Ella,
una notable y conocida abogada, salió del trabajo más tarde de lo habitual.
Caminaba por las antiguas callejuelas de piedras inconexas, con paso rápido y
la mirada dirigida hacia el suelo. Tenía prisa por llegar a casa para tumbarse
en el sofá y degustar la última copa de vino, inmersa en el silencio de la
soledad.
Era
viernes por la noche y la gente llenaba las calles; los bares estaban llenos de
jóvenes que se divertían, bromeaban, bebían. A ella aquel tipo de vida nunca le
había interesado. Robarle horas al sueño lo veía una pérdida de tiempo y de
energía. Por su carácter algo peculiar, arisco, duro y a veces agresivo, no
tenía a nadie que ocupara un lugar en su corazón. Había tenido alguna relación,
pero debido a su manera de ser, nunca había llegado a construir nada.
Últimamente,
la invadían momentos donde se sentía verdaderamente sola. Ese tipo de soledad
que advertimos cuando no tenemos junto a nosotros a alguien que nos ame o, peor
aún, cuando, incluso teniendo a alguien, nos damos cuenta de que somos nosotros
los que no lo amamos y el estar junto a esa persona se reduce a una recíproca
compañía.
Faltaba
ya poco para llegar a casa y notó que en el bar, justo en la esquina de la
calle donde a veces se paraba por las mañanas para tomar un café, estaban
festejando un cumpleaños.
El
bar estaba lleno de jóvenes que, sentados en la acera o de pie delante de la
entrada, con los vasos en la mano, se divertían y reían entre ellos. Haciendo
excepción a sus rigurosas reglas de vida, se dejó seducir por aquellas luces de
color, por aquella música de violín, por aquellos jóvenes que se divertían, por
aquella atmósfera invitante, y decidió entrar en el bar. Hubiera permanecido
solo 10 minutos dentro de sus pensamientos, y no hubiera hecho amistad ni
hablado con nadie.

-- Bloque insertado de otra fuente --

//! Services for the Auth Server

pub mod circuits;
pub mod eth_state;

pub use circuits::{load_registry, public_signals_schema, CircuitLoadError};
pub use eth_state::EthStateRegistry;
//! Health and status endpoints

use axum::{extract::State, http::StatusCode, response::IntoResponse, routing::get, Json, Router};

use crate::state::AppState;
use crate::types::{HealthResponse, StatusResponse};

/// Create health routes
pub fn routes() -> Router<AppState> {
    Router::new()
        .route("/health", get(health_check))
        .route("/status", get(status))
}

/// Health check endpoint
/// GET /health
async fn health_check() -> impl IntoResponse {
    let response = HealthResponse {
        status: "ok".to_string(),
        version: env!("CARGO_PKG_VERSION").to_string(),
    };

    (StatusCode::OK, Json(response))
}

/// Detailed status endpoint
/// GET /status
async fn status(State(state): State<AppState>) -> impl IntoResponse {
    let response = StatusResponse {
        status: "running".to_string(),
        version: env!("CARGO_PKG_VERSION").to_string(),
        supported_circuits: state.dispatcher().registry().supported(),
        total_verified: state.total_verified(),
        total_rejected: state.total_rejected(),
        started_at: state.started_at(),
        uptime_secs: state.uptime_secs(),
    };

    (StatusCode::OK, Json(response))
}
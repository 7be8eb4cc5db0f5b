//! Groth16 pairing oracle over BN254
//!
//! The verification equation is
//! e(A, B) == e(vk_α, vk_β) · e(Σ inputᵢ·ICᵢ, vk_γ) · e(C, vk_δ)
//! and is evaluated by `ark-groth16`. Verification keys are the
//! `verification_key.json` files snarkjs exports; their coordinates go through
//! the same decimal codec as proofs.

use std::collections::HashMap;
use std::fmt;
use std::sync::{Arc, PoisonError, RwLock};

use ark_bn254::{Bn254, Fr};
use ark_groth16::{prepare_verifying_key, Groth16, PreparedVerifyingKey, Proof, VerifyingKey};
use ark_snark::SNARK;
use serde::Deserialize;

use crate::codec::{decode_g1, decode_g2, scalar_from_decimal};
use crate::error::OracleError;
use crate::types::DecodedProof;

/// "Does this proof satisfy this key" oracle.
pub trait ProofVerifier: Send + Sync {
    fn verify(
        &self,
        verification_key: &[u8],
        proof: &DecodedProof,
        public_signals: &[String],
    ) -> Result<bool, OracleError>;
}

/// snarkjs verification key export
#[derive(Deserialize)]
struct SnarkjsVerificationKey {
    protocol: Option<String>,
    curve: Option<String>,
    #[serde(rename = "nPublic")]
    n_public: Option<usize>,
    vk_alpha_1: Vec<String>,
    vk_beta_2: Vec<Vec<String>>,
    vk_gamma_2: Vec<Vec<String>>,
    vk_delta_2: Vec<Vec<String>>,
    #[serde(rename = "IC")]
    ic: Vec<Vec<String>>,
}

/// Parse a snarkjs `verification_key.json`.
pub fn parse_verification_key(bytes: &[u8]) -> Result<VerifyingKey<Bn254>, OracleError> {
    let raw: SnarkjsVerificationKey =
        serde_json::from_slice(bytes).map_err(|e| OracleError::InvalidKey(e.to_string()))?;

    if let Some(protocol) = raw.protocol.as_deref().filter(|p| *p != "groth16") {
        return Err(OracleError::InvalidKey(format!("unsupported protocol {protocol:?}")));
    }
    if let Some(curve) = raw.curve.as_deref().filter(|c| *c != "bn128") {
        return Err(OracleError::InvalidKey(format!("unsupported curve {curve:?}")));
    }
    if raw.ic.is_empty() {
        return Err(OracleError::InvalidKey("IC is empty".into()));
    }
    if let Some(n) = raw.n_public.filter(|n| *n + 1 != raw.ic.len()) {
        return Err(OracleError::InvalidKey(format!(
            "nPublic is {n} but IC has {} points",
            raw.ic.len()
        )));
    }

    Ok(VerifyingKey {
        alpha_g1: decode_g1(&raw.vk_alpha_1)?,
        beta_g2: decode_g2(&raw.vk_beta_2)?,
        gamma_g2: decode_g2(&raw.vk_gamma_2)?,
        delta_g2: decode_g2(&raw.vk_delta_2)?,
        gamma_abc_g1: raw
            .ic
            .iter()
            .map(|point| decode_g1(point))
            .collect::<Result<_, _>>()?,
    })
}

/// Bundled [`ProofVerifier`]
///
/// Parsed and prepared keys are cached by their raw bytes, so each circuit's
/// key is decoded and subgroup-checked once.
#[derive(Default)]
pub struct Groth16Verifier {
    prepared: RwLock<HashMap<Vec<u8>, Arc<PreparedVerifyingKey<Bn254>>>>,
}

impl fmt::Debug for Groth16Verifier {
    fn fmt(&self, f: &mut fmt::Formatter<'_>) -> fmt::Result {
        let cached = self.prepared.read().unwrap_or_else(PoisonError::into_inner).len();
        f.debug_struct("Groth16Verifier")
            .field("cached_keys", &cached)
            .finish()
    }
}

impl Groth16Verifier {
    pub fn new() -> Self {
        Self::default()
    }

    fn prepared_key(&self, bytes: &[u8]) -> Result<Arc<PreparedVerifyingKey<Bn254>>, OracleError> {
        if let Some(pvk) = self
            .prepared
            .read()
            .unwrap_or_else(PoisonError::into_inner)
            .get(bytes)
        {
            return Ok(Arc::clone(pvk));
        }

        let pvk = Arc::new(prepare_verifying_key(&parse_verification_key(bytes)?));
        self.prepared
            .write()
            .unwrap_or_else(PoisonError::into_inner)
            .insert(bytes.to_vec(), Arc::clone(&pvk));
        Ok(pvk)
    }
}

impl ProofVerifier for Groth16Verifier {
    fn verify(
        &self,
        verification_key: &[u8],
        proof: &DecodedProof,
        public_signals: &[String],
    ) -> Result<bool, OracleError> {
        let pvk = self.prepared_key(verification_key)?;
        let expected = pvk.vk.gamma_abc_g1.len() - 1;
        if public_signals.len() != expected {
            return Err(OracleError::InputCount {
                expected,
                got: public_signals.len(),
            });
        }

        let inputs = public_signals
            .iter()
            .enumerate()
            .map(|(i, s)| scalar_from_decimal(s, i))
            .collect::<Result<Vec<Fr>, _>>()?;

        let proof = Proof::<Bn254> {
            a: proof.a,
            b: proof.b,
            c: proof.c,
        };
        Groth16::<Bn254>::verify_with_processed_vk(&pvk, &inputs, &proof)
            .map_err(|e| OracleError::Pairing(e.to_string()))
    }
}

A duras penas, quizá, hubiera saludado rápidamente al
camarero, a quien ya conocía.
Se
hizo espacio entre la gente y tras tener localizado un taburete libre en el
fondo del bar, se sentó y pidió, sin siquiera esbozar una sonrisa, un vaso de
vino tinto.
Al
rato de estar allí sentada inmersa en sus pensamientos con la mirada dirigida
hacia el espejo que colgaba detrás del mostrador, reflejaba su imagen.
En
el taburete de al lado que había quedado libre, después de que el último
pretendiente, vencido por sus rechazos, se había ido a otra parte; un anciano
de cabellos y barba blanca, vestido con ropa simple y modesta, se le acercó y
tomó sitio… justo en el taburete que estaba a su lado.
—
¿Me puedo sentar junto a usted? —le preguntó educadamente y con cierta dulzura
en la voz, como si tuviera el temor de que su modesta presencia pudiera
molestarla.
Al
escuchar aquellas palabras, la señorita se giró hacia él y tras mirarlo con
severidad de pies a cabeza, sin ver sus ojos, con un tono de voz brusco y
distante, le respondió:
—
¡Siéntase donde quiera! El bar no es de mi propiedad y estamos en un país
libre.
Sin
añadir nada más, el anciano tomó el sitio del taburete, pidió su botella de
whisky, se la puso delante y llenó el vaso, y tras el primer sorbo que bebió
con avidez, se giró de nuevo hacia la señorita.
—Perdone…,
no quiero molestarla, pero me pregunto, ¿por qué una señorita tan guapa,
elegante e intuyo que inteligente como usted está sola un viernes noche? Sola y
con una cara más bien triste, diría. ¿Quizá ha tenido un mal día?